== RAW DATA ==

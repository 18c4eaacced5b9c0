use std::io::Cursor;

use calamine::{Data, Reader};

use crate::error::ParseError;

/// A single worksheet as a grid of cells. Row 0 is the first non-empty row
/// calamine reports for the sheet; `origin` is that row's 0-based index in
/// the worksheet.
#[derive(Debug, Clone)]
pub struct Sheet {
    pub name: String,
    pub rows: Vec<Vec<Data>>,
    pub origin: usize,
}

impl Sheet {
    pub fn new(name: &str, rows: Vec<Vec<Data>>) -> Self {
        Self {
            name: name.to_string(),
            rows,
            origin: 0,
        }
    }

    /// Locate a named column in `header`, comparing trimmed cell text.
    pub fn column(&self, header: &[Data], column: &str) -> Result<usize, ParseError> {
        header
            .iter()
            .position(|cell| cell_text(cell).trim() == column)
            .ok_or_else(|| ParseError::MissingColumn {
                sheet: self.name.clone(),
                column: column.to_string(),
            })
    }
}

/// In-memory spreadsheet, loaded once per upload.
#[derive(Debug, Clone, Default)]
pub struct Workbook {
    sheets: Vec<Sheet>,
}

impl Workbook {
    pub fn from_sheets(sheets: Vec<Sheet>) -> Self {
        Self { sheets }
    }

    /// Load an xlsx/xls/ods file from raw bytes.
    pub fn from_bytes(bytes: &[u8]) -> Result<Self, ParseError> {
        let cursor = Cursor::new(bytes.to_vec());
        let mut workbook = calamine::open_workbook_auto_from_rs(cursor)
            .map_err(|e| ParseError::Unreadable(e.to_string()))?;

        let mut sheets = Vec::new();
        for name in workbook.sheet_names() {
            let range = workbook
                .worksheet_range(&name)
                .map_err(|e| ParseError::Unreadable(format!("{name}: {e}")))?;
            let rows = range.rows().map(|r| r.to_vec()).collect();
            let origin = range.start().map(|(row, _)| row as usize).unwrap_or(0);
            sheets.push(Sheet {
                origin,
                ..Sheet::new(&name, rows)
            });
        }
        Ok(Self::from_sheets(sheets))
    }

    /// Exact name first, then a case-insensitive match.
    pub fn sheet(&self, name: &str) -> Result<&Sheet, ParseError> {
        self.sheets
            .iter()
            .find(|s| s.name == name)
            .or_else(|| self.sheets.iter().find(|s| s.name.eq_ignore_ascii_case(name)))
            .ok_or_else(|| ParseError::MissingSheet(name.to_string()))
    }
}

pub fn cell_text(cell: &Data) -> String {
    match cell {
        Data::Empty => String::new(),
        Data::String(s) => s.clone(),
        other => other.to_string(),
    }
}

pub fn is_blank_row(row: &[Data]) -> bool {
    row.iter().all(|c| match c {
        Data::Empty => true,
        Data::String(s) => s.trim().is_empty(),
        _ => false,
    })
}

===

EXERCISE GOAL:
Your response must repeat the entries above exactly, in full.

RESULT OF THIS EXERCISE:
repository 18c4eaacced5b9c0
use std::io::Cursor;

use calamine::{Data, Reader};

use crate::error::ParseError;

/// A single worksheet as a grid of cells. Row 0 is the first non-empty row
/// calamine reports for the sheet; `origin` is that row's 0-based index in
/// the worksheet.
#[derive(Debug, Clone)]
pub struct Sheet {
    pub name: String,
    pub rows: Vec<Vec<Data>>,
    pub origin: usize,
}

impl Sheet {
    pub fn new(name: &str, rows: Vec<Vec<Data>>) -> Self {
        Self {
            name: name.to_string(),
            rows,
            origin: 0,
        }
    }

    /// Locate a named column in `header`, comparing trimmed cell text.
    pub fn column(&self, header: &[Data], column: &str) -> Result<usize, ParseError> {
        header
            .iter()
            .position(|cell| cell_text(cell).trim() == column)
            .ok_or_else(|| ParseError::MissingColumn {
                sheet: self.name.clone(),
                column: column.to_string(),
            })
    }
}

/// In-memory spreadsheet, loaded once per upload.
#[derive(Debug, Clone, Default)]
pub struct Workbook {
    sheets: Vec<Sheet>,
}

impl Workbook {
    pub fn from_sheets(sheets: Vec<Sheet>) -> Self {
        Self { sheets }
    }

    /// Load an xlsx/xls/ods file from raw bytes.
    pub fn from_bytes(bytes: &[u8]) -> Result<Self, ParseError> {
        let cursor = Cursor::new(bytes.to_vec());
        let mut workbook = calamine::open_workbook_auto_from_rs(cursor)
            .map_err(|e| ParseError::Unreadable(e.to_string()))?;

        let mut sheets = Vec::new();
        for name in workbook.sheet_names() {
            let range = workbook
                .worksheet_range(&name)
                .map_err(|e| ParseError::Unreadable(format!("{name}: {e}")))?;
            let rows = range.rows().map(|r| r.to_vec()).collect();
            let origin = range.start().map(|(row, _)| row as usize).unwrap_or(0);
            sheets.push(Sheet {
                origin,
                ..Sheet::new(&name, rows)
            });
        }
        Ok(Self::from_sheets(sheets))
    }

    /// Exact name first, then a case-insensitive match.
    pub fn sheet(&self, name: &str) -> Result<&Sheet, ParseError> {
        self.sheets
            .iter()
            .find(|s| s.name == name)
            .or_else(|| self.sheets.iter().find(|s| s.name.eq_ignore_ascii_case(name)))
            .ok_or_else(|| ParseError::MissingSheet(name.to_string()))
    }
}

pub fn cell_text(cell: &Data) -> String {
    match cell {
        Data::Empty => String::new(),
        Data::String(s) => s.clone(),
        other => other.to_string(),
    }
}

pub fn is_blank_row(row: &[Data]) -> bool {
    row.iter().all(|c| match c {
        Data::Empty => true,
        Data::String(s) => s.trim().is_empty(),
        _ => false,
    })
}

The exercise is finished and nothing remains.